A History of Life and Death

ebook
1 of 1 copy available
1 of 1 copy available
Renowned Harvard scholar and New Yorker staff writer Jill Lepore has composed a strikingly original, ingeniously conceived, and beautifully crafted history of American ideas about life and death from before the cradle to beyond the grave.
How does life begin? What does it mean? What happens when we die? “All anyone can do is ask,” Lepore writes. “That's why any history of ideas about life and death has to be, like this book, a history of curiosity.” Lepore starts that history with the story of a seventeenth-century Englishman who had the idea that all life begins with an egg and ends it with an American who, in the 1970s, began freezing the dead. In between, life got longer, the stages of life multiplied, and matters of life and death moved from the library to the laboratory, from the humanities to the sciences. Lately, debates about life and death have determined the course of American politics. Each of these debates has a history.
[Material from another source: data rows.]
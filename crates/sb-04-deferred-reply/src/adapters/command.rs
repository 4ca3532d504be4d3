//! # Command Launcher
//!
//! Hands requests to a platform opener program:
//!
//! ```text
//! <program> [args..] launch <target> <address> --extra key=value ...
//! <program> [args..] open <target>
//! <program> [args..] open-url <url>
//! ```
//!
//! The opener must return once the signer has the request.

use std::io::ErrorKind;
use std::path::PathBuf;
use std::process::Command;

use sb_01_link_codec::OutboundRequest;
use tracing::debug;

use crate::domain::errors::LaunchError;
use crate::ports::outbound::SignerLauncher;

#[derive(Debug, Clone)]
pub struct CommandLauncher {
    program: PathBuf,
    args: Vec<String>,
}

impl CommandLauncher {
    pub fn new(program: impl Into<PathBuf>) -> Self {
        Self {
            program: program.into(),
            args: Vec::new(),
        }
    }

    /// Arguments placed before the subcommand.
    #[must_use]
    pub fn with_args(mut self, args: impl IntoIterator<Item = impl Into<String>>) -> Self {
        self.args = args.into_iter().map(Into::into).collect();
        self
    }

    /// Arguments for a `launch` invocation.
    #[must_use]
    pub fn launch_args(request: &OutboundRequest) -> Vec<String> {
        let mut args = vec![
            "launch".to_string(),
            request.target.clone(),
            request.address.clone(),
        ];
        for (key, value) in &request.extras {
            args.push("--extra".to_string());
            args.push(format!("{key}={value}"));
        }
        args
    }

    fn run(&self, target: &str, args: &[String]) -> Result<(), LaunchError> {
        debug!(program = %self.program.display(), subcommand = ?args.first(), "Running opener");
        let output = Command::new(&self.program)
            .args(&self.args)
            .args(args)
            .output()
            .map_err(|e| match e.kind() {
                ErrorKind::NotFound => LaunchError::NotInstalled {
                    target: target.to_string(),
                },
                _ => LaunchError::Failed {
                    reason: e.to_string(),
                },
            })?;

        if output.status.success() {
            Ok(())
        } else {
            Err(LaunchError::Failed {
                reason: format!(
                    "{} exited with {}: {}",
                    self.program.display(),
                    output.status,
                    String::from_utf8_lossy(&output.stderr).trim()
                ),
            })
        }
    }
}

impl SignerLauncher for CommandLauncher {
    fn launch(&self, request: &OutboundRequest) -> Result<(), LaunchError> {
        self.run(&request.target, &Self::launch_args(request))
    }

    fn open_app(&self, target: &str) -> Result<(), LaunchError> {
        self.run(target, &["open".to_string(), target.to_string()])
    }

    fn open_store_listing(&self, url: &str) -> Result<(), LaunchError> {
        self.run(url, &["open-url".to_string(), url.to_string()])
    }
}
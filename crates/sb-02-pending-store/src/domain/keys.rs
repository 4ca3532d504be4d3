//! # Key Layout
//!
//! Everything lives under one namespace so the store file can be shared with
//! other state without collisions.
//!
//! | Key | Value |
//! |-----|-------|
//! | `signer_bridge:pending` | `PendingRecord` as JSON |
//! | `signer_bridge:inbound` | raw inbound address (UTF-8) |

/// Namespace prefix for every key written by the bridge.
pub const NAMESPACE: &str = "signer_bridge";

/// Key of the single pending record.
pub const PENDING_RECORD: &[u8] = b"signer_bridge:pending";

/// Key of the stashed inbound link.
pub const INBOUND_LINK: &[u8] = b"signer_bridge:inbound";
use shared_types::{CallerIdentity, DelegatedRequest, DelegatedResponse};

/// Synchronous delegated operations.
pub trait DirectQueryApi: Send + Sync {
    /// Run `request` against the signer and block until it answers or fails.
    ///
    /// Never retried; every failure becomes a `DelegatedResponse`.
    fn query(&self, request: &DelegatedRequest, identity: &CallerIdentity) -> DelegatedResponse;
}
Investigating the surprising origins of the stuff of everyday life—from board games to breast pumps—Lepore argues that the age of discovery, Darwin, and the Space Age turned ideas about life on earth topsy-turvy. “New worlds were found,” she writes, and “old paradises were lost.” As much a meditation on the present as an excavation of the past, The Mansion of Happiness is delightful, learned, and altogether beguiling.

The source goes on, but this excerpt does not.